Data for review:

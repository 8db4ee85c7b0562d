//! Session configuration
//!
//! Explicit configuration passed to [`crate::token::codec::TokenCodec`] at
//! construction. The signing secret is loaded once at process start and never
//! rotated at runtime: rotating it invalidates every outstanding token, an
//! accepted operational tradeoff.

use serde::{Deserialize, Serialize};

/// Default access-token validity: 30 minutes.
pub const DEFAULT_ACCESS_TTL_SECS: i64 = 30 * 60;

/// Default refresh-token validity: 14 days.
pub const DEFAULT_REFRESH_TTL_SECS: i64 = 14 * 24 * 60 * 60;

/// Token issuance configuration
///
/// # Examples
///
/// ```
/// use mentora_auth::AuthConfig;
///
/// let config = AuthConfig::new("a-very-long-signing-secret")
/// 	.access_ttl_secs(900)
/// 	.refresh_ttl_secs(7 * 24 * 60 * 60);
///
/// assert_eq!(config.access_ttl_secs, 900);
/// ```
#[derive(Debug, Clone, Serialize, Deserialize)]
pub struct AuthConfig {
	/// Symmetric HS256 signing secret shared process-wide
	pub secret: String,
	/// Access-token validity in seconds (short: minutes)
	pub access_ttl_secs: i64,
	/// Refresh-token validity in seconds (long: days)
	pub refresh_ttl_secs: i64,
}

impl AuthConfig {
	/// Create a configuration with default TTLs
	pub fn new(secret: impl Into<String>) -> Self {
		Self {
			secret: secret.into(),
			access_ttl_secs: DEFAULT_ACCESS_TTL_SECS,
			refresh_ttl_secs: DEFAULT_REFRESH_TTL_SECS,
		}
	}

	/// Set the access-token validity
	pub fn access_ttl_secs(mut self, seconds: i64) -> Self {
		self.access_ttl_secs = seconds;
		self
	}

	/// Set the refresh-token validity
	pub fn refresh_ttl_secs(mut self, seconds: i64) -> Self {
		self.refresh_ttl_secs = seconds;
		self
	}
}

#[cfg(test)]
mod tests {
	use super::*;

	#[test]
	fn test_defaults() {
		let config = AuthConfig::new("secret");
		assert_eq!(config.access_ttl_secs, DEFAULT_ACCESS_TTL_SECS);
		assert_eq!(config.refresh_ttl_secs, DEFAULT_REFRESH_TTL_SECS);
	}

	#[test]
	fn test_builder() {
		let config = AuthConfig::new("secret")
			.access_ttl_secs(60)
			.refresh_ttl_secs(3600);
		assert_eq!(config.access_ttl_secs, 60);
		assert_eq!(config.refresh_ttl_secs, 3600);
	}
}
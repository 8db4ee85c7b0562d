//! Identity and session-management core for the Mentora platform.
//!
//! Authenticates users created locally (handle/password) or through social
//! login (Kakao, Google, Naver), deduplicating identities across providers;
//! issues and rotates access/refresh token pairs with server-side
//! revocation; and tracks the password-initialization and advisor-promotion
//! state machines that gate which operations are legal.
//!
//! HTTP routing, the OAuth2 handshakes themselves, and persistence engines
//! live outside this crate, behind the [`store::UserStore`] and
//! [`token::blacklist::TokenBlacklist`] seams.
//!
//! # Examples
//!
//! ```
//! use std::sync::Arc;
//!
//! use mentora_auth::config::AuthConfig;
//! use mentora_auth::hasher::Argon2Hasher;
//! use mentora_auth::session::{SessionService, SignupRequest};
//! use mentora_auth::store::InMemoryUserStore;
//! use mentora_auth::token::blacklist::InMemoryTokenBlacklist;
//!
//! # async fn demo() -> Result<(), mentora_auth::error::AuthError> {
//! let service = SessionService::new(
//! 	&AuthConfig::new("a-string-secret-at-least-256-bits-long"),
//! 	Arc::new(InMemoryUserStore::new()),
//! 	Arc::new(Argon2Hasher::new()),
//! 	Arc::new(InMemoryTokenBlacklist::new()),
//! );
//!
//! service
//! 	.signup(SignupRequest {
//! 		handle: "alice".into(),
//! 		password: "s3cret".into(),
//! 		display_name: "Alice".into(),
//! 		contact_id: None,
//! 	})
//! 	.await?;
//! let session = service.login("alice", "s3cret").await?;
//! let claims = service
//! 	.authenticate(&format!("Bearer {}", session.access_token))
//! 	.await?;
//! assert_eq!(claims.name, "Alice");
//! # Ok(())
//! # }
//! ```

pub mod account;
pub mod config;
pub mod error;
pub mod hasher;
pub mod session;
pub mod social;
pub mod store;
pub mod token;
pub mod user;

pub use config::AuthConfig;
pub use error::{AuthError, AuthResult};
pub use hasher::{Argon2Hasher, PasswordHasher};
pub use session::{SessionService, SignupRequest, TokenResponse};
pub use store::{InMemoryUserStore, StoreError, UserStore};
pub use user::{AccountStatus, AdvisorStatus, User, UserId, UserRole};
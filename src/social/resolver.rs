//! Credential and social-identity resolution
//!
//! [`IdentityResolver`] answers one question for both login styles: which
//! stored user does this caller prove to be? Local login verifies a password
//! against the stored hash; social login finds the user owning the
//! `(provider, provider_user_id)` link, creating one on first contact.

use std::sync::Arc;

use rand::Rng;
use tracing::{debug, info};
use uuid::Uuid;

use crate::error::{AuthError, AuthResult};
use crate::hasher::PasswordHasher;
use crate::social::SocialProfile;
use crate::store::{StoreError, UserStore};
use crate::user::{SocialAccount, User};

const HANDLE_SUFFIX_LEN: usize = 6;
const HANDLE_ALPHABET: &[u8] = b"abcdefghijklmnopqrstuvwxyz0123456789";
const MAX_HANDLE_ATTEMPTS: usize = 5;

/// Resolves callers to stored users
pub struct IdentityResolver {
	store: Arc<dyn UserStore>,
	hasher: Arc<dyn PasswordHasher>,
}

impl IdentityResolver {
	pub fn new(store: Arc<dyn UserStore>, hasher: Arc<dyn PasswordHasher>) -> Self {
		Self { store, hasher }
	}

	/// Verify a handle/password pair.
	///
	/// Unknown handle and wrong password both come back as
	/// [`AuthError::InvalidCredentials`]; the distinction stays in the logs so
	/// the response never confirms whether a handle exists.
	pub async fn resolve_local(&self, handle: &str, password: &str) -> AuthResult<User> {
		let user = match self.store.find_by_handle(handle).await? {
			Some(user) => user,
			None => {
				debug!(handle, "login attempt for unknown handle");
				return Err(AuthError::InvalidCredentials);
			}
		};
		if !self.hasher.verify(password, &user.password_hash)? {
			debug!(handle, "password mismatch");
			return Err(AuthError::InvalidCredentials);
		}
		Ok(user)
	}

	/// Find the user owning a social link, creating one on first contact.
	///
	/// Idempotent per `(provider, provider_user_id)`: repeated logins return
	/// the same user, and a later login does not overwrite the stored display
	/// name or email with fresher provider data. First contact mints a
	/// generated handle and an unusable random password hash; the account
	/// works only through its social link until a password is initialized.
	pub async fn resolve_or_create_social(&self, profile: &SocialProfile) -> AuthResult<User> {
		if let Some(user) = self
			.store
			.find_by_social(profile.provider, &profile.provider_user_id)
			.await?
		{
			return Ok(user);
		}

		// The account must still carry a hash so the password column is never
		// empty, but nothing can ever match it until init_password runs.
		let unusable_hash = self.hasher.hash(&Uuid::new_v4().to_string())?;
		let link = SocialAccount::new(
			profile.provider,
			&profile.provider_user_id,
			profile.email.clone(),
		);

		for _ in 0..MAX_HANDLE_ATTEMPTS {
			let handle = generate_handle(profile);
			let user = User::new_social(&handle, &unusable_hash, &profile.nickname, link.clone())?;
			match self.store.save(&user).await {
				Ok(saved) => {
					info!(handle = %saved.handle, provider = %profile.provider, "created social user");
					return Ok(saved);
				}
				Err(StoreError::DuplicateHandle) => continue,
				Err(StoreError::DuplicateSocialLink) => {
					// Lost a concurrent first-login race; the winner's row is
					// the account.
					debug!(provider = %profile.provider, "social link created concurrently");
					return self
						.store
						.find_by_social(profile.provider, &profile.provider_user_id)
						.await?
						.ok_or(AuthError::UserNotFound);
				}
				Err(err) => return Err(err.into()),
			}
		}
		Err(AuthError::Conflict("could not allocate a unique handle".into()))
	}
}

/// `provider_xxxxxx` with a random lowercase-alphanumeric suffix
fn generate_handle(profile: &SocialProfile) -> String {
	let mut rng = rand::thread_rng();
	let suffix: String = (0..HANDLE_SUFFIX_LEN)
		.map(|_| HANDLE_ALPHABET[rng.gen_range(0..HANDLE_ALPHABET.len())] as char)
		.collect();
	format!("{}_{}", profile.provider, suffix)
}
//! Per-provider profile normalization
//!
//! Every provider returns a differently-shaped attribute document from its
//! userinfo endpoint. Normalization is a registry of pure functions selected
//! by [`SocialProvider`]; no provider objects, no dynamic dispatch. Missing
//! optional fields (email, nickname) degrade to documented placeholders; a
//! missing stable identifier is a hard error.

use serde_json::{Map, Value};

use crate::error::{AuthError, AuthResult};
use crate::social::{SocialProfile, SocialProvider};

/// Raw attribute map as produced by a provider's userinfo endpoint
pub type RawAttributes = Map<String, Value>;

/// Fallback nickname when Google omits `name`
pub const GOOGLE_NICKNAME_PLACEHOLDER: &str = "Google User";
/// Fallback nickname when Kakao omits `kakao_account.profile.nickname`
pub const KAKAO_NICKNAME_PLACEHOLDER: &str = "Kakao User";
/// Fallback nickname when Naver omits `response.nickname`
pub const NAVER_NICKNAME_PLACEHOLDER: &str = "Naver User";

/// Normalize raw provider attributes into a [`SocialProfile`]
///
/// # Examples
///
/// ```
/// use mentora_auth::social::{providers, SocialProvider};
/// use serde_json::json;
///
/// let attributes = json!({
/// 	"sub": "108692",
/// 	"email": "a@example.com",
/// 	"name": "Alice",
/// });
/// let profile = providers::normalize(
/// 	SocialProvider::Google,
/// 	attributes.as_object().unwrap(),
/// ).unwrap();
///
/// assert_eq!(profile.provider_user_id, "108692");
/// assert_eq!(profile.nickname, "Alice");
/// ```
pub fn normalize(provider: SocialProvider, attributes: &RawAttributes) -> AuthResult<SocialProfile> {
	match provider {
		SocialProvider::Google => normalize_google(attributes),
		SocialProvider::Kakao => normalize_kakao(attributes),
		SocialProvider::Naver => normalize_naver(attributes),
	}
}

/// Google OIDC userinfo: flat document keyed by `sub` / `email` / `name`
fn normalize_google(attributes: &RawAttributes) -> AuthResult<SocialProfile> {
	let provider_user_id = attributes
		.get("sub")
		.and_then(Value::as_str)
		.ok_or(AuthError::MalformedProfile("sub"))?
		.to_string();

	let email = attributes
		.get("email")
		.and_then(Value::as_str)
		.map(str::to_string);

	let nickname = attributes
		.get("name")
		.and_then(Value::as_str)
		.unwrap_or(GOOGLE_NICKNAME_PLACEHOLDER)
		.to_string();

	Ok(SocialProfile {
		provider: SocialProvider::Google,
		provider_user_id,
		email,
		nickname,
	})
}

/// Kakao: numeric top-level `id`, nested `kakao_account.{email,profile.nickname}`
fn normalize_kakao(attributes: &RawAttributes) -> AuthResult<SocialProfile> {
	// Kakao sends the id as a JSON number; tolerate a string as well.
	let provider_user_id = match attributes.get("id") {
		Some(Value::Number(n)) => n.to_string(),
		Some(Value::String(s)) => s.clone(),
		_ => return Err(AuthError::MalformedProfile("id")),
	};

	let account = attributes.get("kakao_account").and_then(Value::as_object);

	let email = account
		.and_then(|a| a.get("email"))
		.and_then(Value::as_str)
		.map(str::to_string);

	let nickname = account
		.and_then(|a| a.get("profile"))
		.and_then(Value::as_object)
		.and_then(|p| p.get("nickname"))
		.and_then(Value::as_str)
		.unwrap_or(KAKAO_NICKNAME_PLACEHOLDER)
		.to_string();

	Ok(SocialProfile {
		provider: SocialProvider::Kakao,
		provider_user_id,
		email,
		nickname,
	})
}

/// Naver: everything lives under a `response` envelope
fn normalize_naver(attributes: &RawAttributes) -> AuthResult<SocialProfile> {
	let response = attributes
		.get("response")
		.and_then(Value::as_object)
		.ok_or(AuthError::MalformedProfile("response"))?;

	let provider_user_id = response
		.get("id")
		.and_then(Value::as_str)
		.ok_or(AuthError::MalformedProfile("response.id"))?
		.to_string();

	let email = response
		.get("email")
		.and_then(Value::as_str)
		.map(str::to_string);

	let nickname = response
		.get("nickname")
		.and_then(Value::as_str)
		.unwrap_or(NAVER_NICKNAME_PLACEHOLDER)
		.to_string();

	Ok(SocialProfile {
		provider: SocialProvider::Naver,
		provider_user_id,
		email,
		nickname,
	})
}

...

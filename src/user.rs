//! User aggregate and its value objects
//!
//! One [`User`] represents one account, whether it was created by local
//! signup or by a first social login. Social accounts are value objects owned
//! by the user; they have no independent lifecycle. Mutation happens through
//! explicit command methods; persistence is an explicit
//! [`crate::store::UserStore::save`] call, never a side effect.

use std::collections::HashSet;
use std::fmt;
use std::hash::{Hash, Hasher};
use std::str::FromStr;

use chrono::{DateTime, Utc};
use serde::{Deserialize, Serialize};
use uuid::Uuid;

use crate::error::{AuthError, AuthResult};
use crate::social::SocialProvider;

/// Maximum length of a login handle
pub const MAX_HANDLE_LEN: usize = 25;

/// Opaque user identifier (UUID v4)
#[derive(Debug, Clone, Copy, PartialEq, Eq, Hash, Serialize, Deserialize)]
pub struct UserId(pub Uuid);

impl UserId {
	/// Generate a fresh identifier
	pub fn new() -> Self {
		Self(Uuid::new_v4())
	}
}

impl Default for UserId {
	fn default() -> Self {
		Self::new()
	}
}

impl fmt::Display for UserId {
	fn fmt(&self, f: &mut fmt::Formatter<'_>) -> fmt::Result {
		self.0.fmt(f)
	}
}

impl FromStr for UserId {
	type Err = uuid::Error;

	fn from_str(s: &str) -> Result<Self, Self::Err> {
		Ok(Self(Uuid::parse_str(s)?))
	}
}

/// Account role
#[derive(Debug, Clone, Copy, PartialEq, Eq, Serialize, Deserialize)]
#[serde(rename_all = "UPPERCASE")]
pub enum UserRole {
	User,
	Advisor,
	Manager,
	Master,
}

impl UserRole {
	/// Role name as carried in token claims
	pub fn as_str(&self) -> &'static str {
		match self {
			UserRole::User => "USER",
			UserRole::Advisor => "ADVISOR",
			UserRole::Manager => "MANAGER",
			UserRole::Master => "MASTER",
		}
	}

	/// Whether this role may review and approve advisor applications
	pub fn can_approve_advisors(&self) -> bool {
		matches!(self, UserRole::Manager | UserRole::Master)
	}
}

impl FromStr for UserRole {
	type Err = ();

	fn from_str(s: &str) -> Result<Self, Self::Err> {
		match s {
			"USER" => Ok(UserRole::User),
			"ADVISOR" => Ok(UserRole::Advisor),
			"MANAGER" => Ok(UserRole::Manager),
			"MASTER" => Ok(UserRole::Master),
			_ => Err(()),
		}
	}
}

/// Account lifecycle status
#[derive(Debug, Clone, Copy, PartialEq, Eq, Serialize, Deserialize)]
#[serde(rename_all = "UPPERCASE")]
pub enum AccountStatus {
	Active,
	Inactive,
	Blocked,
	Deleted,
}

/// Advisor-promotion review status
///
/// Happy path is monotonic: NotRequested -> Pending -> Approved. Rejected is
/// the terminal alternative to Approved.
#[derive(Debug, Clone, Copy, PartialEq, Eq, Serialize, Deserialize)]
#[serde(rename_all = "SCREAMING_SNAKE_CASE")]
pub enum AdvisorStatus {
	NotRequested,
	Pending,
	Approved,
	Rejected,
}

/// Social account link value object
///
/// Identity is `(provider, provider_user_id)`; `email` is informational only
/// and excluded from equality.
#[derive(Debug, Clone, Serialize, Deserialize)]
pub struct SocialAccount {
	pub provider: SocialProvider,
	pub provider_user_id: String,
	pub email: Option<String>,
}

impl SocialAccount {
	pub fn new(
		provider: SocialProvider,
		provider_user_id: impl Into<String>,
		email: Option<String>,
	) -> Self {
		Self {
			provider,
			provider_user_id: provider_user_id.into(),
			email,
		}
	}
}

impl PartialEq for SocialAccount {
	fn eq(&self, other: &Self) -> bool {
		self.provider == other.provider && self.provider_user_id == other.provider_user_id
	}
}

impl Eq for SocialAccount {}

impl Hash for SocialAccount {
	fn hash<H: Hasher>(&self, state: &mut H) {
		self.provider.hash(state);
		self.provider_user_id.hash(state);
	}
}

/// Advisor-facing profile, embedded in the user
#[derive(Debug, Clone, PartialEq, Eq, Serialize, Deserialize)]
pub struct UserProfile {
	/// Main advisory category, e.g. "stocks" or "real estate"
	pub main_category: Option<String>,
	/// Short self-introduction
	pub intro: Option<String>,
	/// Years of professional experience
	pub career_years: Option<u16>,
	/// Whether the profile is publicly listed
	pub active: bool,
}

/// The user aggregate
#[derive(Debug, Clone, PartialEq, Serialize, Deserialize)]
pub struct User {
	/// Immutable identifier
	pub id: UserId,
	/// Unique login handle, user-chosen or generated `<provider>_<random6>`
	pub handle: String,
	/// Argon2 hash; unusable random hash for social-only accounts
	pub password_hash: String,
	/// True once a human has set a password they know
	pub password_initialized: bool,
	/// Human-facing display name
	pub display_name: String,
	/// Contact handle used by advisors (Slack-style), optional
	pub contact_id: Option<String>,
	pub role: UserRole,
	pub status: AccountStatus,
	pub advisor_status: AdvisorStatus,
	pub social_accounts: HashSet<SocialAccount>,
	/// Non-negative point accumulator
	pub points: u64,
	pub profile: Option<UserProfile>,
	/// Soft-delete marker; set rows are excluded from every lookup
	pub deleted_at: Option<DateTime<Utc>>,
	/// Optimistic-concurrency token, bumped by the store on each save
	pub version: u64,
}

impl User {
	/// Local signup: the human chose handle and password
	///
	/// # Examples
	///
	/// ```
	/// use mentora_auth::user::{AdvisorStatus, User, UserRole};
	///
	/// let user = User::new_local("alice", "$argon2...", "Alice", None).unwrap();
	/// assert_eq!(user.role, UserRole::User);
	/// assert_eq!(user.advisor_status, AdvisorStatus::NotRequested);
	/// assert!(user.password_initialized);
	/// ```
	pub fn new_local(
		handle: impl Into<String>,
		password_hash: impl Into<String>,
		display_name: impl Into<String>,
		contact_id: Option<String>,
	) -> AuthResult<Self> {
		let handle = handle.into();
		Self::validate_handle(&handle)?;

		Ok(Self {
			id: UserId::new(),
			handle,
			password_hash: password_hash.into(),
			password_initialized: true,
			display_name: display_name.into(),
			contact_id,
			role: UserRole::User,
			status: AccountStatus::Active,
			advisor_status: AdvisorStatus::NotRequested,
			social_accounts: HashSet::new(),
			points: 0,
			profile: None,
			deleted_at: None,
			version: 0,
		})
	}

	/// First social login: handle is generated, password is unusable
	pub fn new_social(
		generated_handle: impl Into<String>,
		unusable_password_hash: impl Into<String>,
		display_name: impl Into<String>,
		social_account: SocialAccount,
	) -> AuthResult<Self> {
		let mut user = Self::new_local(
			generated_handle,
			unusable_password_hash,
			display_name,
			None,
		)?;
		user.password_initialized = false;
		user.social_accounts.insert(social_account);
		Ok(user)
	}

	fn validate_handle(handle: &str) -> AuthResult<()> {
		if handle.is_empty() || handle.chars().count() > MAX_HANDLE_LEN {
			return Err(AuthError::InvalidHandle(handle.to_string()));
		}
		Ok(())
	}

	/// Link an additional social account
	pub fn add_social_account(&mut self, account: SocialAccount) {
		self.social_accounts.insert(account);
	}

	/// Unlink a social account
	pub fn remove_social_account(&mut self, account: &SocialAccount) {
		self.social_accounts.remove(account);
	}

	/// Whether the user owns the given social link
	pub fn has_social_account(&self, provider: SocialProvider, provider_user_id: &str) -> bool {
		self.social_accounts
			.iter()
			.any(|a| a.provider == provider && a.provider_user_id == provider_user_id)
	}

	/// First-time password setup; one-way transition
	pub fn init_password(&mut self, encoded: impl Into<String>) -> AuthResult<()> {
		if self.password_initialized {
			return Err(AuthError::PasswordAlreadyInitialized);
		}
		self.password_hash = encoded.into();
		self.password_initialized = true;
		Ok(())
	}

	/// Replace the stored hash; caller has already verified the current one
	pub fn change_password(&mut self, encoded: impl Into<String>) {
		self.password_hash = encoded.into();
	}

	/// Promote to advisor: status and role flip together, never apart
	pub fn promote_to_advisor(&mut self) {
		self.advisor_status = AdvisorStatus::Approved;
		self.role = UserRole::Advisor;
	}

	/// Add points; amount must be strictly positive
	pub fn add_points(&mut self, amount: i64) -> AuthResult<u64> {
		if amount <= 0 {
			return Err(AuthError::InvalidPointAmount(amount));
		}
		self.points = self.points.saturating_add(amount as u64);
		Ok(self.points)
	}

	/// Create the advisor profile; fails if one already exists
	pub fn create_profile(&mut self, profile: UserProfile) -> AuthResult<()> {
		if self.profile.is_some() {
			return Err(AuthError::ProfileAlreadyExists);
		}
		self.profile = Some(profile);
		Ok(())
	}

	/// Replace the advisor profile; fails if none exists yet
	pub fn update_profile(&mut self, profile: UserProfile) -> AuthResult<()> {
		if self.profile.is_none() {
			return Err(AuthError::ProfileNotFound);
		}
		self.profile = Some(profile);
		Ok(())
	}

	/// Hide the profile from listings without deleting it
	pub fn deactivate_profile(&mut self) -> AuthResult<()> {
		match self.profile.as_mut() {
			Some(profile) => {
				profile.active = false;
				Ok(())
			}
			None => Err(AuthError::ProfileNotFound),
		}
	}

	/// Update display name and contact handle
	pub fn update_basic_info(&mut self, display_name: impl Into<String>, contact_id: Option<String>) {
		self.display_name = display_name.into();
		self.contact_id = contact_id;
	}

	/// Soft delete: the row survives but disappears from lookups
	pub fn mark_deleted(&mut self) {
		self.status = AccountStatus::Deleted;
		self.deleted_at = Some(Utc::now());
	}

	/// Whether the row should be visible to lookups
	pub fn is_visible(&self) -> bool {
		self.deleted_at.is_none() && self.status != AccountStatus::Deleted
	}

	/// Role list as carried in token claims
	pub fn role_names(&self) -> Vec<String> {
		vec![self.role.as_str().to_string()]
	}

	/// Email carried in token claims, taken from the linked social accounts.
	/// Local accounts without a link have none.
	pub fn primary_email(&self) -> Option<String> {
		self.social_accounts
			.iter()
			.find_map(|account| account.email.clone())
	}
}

--

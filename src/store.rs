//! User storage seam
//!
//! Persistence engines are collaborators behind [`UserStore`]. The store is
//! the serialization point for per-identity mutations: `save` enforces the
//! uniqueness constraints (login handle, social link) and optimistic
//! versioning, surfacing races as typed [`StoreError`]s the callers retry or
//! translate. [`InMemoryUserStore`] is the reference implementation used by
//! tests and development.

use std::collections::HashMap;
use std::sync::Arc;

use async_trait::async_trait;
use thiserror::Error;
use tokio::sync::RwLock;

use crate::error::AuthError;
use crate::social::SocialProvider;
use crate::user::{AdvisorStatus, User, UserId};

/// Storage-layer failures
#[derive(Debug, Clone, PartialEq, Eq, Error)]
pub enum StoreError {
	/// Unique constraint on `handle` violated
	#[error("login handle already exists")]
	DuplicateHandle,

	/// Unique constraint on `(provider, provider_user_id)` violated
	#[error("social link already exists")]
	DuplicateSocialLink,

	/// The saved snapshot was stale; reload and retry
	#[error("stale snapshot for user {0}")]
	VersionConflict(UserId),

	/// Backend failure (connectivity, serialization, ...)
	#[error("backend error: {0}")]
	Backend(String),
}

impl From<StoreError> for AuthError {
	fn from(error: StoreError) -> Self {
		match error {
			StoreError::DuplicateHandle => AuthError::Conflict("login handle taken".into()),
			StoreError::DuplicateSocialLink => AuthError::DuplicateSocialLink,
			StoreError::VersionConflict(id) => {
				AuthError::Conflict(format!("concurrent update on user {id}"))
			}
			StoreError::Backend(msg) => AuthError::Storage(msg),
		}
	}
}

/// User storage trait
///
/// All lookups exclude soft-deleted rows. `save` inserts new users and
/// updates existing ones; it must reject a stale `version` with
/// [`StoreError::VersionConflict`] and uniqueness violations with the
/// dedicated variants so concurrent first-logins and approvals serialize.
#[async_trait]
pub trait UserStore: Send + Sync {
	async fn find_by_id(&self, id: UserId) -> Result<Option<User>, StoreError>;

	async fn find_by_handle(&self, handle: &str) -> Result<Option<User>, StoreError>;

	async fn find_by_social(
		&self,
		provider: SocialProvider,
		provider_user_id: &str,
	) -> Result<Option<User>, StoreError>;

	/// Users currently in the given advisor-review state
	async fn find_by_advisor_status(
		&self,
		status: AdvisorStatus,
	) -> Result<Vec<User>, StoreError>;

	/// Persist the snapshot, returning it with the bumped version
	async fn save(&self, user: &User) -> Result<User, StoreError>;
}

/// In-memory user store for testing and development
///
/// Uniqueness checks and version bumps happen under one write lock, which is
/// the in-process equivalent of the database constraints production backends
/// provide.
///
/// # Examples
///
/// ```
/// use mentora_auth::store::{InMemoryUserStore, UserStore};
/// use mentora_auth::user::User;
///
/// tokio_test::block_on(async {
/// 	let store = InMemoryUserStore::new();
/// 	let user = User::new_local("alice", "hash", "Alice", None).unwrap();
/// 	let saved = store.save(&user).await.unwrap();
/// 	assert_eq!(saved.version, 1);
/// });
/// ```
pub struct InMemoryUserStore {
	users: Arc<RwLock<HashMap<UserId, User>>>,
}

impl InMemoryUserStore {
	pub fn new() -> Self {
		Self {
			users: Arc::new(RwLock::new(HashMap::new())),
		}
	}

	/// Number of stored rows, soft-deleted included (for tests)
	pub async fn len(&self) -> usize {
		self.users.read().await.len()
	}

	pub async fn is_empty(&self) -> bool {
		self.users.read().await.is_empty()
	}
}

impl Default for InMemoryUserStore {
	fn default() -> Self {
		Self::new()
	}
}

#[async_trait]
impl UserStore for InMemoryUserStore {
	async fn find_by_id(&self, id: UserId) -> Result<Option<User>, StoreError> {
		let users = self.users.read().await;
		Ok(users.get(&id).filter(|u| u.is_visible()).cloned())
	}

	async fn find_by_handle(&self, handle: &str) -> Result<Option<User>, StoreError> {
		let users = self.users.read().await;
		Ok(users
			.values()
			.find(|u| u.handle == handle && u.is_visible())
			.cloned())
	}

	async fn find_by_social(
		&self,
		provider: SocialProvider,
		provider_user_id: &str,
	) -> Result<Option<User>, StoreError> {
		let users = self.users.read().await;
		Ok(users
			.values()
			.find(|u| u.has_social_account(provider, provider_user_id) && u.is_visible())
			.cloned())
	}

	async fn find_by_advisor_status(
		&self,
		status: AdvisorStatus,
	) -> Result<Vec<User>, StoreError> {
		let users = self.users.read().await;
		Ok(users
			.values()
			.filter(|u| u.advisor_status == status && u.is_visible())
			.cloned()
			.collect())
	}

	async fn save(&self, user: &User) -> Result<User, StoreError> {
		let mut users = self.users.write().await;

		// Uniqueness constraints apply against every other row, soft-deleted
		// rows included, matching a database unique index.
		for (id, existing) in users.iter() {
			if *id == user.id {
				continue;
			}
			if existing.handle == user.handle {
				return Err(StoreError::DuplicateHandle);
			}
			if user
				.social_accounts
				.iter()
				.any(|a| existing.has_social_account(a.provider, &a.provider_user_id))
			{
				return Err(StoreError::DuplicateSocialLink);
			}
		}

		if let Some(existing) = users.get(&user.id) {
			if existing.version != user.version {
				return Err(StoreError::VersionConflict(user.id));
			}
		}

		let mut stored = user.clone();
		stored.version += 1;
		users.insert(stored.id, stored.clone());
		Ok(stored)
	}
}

Exercise: The answer should be a single number: the count of lines in the records that hold the string "against".

Exercise solution: 2